• EXTRACTED MATERIAL:
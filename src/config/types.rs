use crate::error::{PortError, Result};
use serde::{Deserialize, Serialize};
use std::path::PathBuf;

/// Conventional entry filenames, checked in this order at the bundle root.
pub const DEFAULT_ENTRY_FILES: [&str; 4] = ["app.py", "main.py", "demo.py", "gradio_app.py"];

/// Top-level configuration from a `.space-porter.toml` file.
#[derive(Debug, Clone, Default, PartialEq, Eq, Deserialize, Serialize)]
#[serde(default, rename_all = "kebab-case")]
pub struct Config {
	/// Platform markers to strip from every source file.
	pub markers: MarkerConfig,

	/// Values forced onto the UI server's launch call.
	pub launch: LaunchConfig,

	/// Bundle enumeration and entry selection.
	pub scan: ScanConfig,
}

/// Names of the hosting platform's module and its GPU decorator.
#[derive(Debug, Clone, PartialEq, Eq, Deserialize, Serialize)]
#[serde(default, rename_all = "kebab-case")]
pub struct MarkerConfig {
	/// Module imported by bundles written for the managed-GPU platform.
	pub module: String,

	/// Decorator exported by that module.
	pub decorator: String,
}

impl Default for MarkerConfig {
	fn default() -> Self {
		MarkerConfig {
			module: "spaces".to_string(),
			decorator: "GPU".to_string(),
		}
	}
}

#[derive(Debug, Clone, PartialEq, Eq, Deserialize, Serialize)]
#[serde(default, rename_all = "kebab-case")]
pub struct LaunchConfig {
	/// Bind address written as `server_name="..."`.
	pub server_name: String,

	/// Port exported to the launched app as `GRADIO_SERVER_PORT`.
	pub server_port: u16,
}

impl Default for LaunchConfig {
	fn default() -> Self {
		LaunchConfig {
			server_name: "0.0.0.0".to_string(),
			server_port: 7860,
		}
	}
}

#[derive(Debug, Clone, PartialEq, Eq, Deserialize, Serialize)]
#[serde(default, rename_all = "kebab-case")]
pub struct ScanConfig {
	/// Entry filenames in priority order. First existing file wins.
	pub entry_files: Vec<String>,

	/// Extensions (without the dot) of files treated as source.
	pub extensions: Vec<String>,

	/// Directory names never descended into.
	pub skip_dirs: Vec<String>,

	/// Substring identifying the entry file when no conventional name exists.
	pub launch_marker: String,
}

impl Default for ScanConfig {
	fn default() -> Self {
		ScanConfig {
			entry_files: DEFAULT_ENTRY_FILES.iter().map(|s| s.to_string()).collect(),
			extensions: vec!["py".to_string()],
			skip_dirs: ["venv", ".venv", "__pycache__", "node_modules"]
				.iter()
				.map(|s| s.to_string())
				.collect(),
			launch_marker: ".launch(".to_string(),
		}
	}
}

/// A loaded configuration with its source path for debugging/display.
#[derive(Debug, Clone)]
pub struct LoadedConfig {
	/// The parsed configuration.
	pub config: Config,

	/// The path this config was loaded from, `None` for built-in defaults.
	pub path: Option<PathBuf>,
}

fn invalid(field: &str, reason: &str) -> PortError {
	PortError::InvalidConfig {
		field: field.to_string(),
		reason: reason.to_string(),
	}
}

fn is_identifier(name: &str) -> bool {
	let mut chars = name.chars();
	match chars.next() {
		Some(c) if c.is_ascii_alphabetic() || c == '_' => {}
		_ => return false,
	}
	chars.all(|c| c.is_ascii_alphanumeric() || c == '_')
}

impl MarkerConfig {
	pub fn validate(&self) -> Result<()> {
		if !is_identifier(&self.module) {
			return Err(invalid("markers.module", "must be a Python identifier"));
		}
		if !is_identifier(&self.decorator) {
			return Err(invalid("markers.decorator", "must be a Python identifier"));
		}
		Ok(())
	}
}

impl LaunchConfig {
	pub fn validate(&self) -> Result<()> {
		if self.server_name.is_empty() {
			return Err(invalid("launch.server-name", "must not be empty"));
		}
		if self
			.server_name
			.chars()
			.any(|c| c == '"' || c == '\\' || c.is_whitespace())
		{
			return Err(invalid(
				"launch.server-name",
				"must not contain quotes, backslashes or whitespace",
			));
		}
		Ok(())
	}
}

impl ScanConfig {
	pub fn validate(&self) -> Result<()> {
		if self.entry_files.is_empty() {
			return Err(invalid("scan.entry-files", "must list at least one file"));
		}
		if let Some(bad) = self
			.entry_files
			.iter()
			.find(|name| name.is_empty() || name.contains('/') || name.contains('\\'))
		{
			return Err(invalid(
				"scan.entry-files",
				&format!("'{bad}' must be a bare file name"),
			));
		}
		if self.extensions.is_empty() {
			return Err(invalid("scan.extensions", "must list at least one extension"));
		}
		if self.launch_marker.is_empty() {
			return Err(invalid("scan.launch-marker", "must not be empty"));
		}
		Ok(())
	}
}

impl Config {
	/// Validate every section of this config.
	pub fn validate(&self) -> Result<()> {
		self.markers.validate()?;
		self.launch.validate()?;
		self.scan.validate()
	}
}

• WHAT YOU ARE ASKED TO DO:
Write the listing out once more, keeping each word as it is.

• WRITTEN RESPONSE:
filename src/config/types.rs
use crate::error::{PortError, Result};
use serde::{Deserialize, Serialize};
use std::path::PathBuf;

/// Conventional entry filenames, checked in this order at the bundle root.
pub const DEFAULT_ENTRY_FILES: [&str; 4] = ["app.py", "main.py", "demo.py", "gradio_app.py"];

/// Top-level configuration from a `.space-porter.toml` file.
#[derive(Debug, Clone, Default, PartialEq, Eq, Deserialize, Serialize)]
#[serde(default, rename_all = "kebab-case")]
pub struct Config {
	/// Platform markers to strip from every source file.
	pub markers: MarkerConfig,

	/// Values forced onto the UI server's launch call.
	pub launch: LaunchConfig,

	/// Bundle enumeration and entry selection.
	pub scan: ScanConfig,
}

/// Names of the hosting platform's module and its GPU decorator.
#[derive(Debug, Clone, PartialEq, Eq, Deserialize, Serialize)]
#[serde(default, rename_all = "kebab-case")]
pub struct MarkerConfig {
	/// Module imported by bundles written for the managed-GPU platform.
	pub module: String,

	/// Decorator exported by that module.
	pub decorator: String,
}

impl Default for MarkerConfig {
	fn default() -> Self {
		MarkerConfig {
			module: "spaces".to_string(),
			decorator: "GPU".to_string(),
		}
	}
}

#[derive(Debug, Clone, PartialEq, Eq, Deserialize, Serialize)]
#[serde(default, rename_all = "kebab-case")]
pub struct LaunchConfig {
	/// Bind address written as `server_name="..."`.
	pub server_name: String,

	/// Port exported to the launched app as `GRADIO_SERVER_PORT`.
	pub server_port: u16,
}

impl Default for LaunchConfig {
	fn default() -> Self {
		LaunchConfig {
			server_name: "0.0.0.0".to_string(),
			server_port: 7860,
		}
	}
}

#[derive(Debug, Clone, PartialEq, Eq, Deserialize, Serialize)]
#[serde(default, rename_all = "kebab-case")]
pub struct ScanConfig {
	/// Entry filenames in priority order. First existing file wins.
	pub entry_files: Vec<String>,

	/// Extensions (without the dot) of files treated as source.
	pub extensions: Vec<String>,

	/// Directory names never descended into.
	pub skip_dirs: Vec<String>,

	/// Substring identifying the entry file when no conventional name exists.
	pub launch_marker: String,
}

impl Default for ScanConfig {
	fn default() -> Self {
		ScanConfig {
			entry_files: DEFAULT_ENTRY_FILES.iter().map(|s| s.to_string()).collect(),
			extensions: vec!["py".to_string()],
			skip_dirs: ["venv", ".venv", "__pycache__", "node_modules"]
				.iter()
				.map(|s| s.to_string())
				.collect(),
			launch_marker: ".launch(".to_string(),
		}
	}
}

/// A loaded configuration with its source path for debugging/display.
#[derive(Debug, Clone)]
pub struct LoadedConfig {
	/// The parsed configuration.
	pub config: Config,

	/// The path this config was loaded from, `None` for built-in defaults.
	pub path: Option<PathBuf>,
}

fn invalid(field: &str, reason: &str) -> PortError {
	PortError::InvalidConfig {
		field: field.to_string(),
		reason: reason.to_string(),
	}
}

fn is_identifier(name: &str) -> bool {
	let mut chars = name.chars();
	match chars.next() {
		Some(c) if c.is_ascii_alphabetic() || c == '_' => {}
		_ => return false,
	}
	chars.all(|c| c.is_ascii_alphanumeric() || c == '_')
}

impl MarkerConfig {
	pub fn validate(&self) -> Result<()> {
		if !is_identifier(&self.module) {
			return Err(invalid("markers.module", "must be a Python identifier"));
		}
		if !is_identifier(&self.decorator) {
			return Err(invalid("markers.decorator", "must be a Python identifier"));
		}
		Ok(())
	}
}

impl LaunchConfig {
	pub fn validate(&self) -> Result<()> {
		if self.server_name.is_empty() {
			return Err(invalid("launch.server-name", "must not be empty"));
		}
		if self
			.server_name
			.chars()
			.any(|c| c == '"' || c == '\\' || c.is_whitespace())
		{
			return Err(invalid(
				"launch.server-name",
				"must not contain quotes, backslashes or whitespace",
			));
		}
		Ok(())
	}
}

impl ScanConfig {
	pub fn validate(&self) -> Result<()> {
		if self.entry_files.is_empty() {
			return Err(invalid("scan.entry-files", "must list at least one file"));
		}
		if let Some(bad) = self
			.entry_files
			.iter()
			.find(|name| name.is_empty() || name.contains('/') || name.contains('\\'))
		{
			return Err(invalid(
				"scan.entry-files",
				&format!("'{bad}' must be a bare file name"),
			));
		}
		if self.extensions.is_empty() {
			return Err(invalid("scan.extensions", "must list at least one extension"));
		}
		if self.launch_marker.is_empty() {
			return Err(invalid("scan.launch-marker", "must not be empty"));
		}
		Ok(())
	}
}

impl Config {
	/// Validate every section of this config.
	pub fn validate(&self) -> Result<()> {
		self.markers.validate()?;
		self.launch.validate()?;
		self.scan.validate()
	}
}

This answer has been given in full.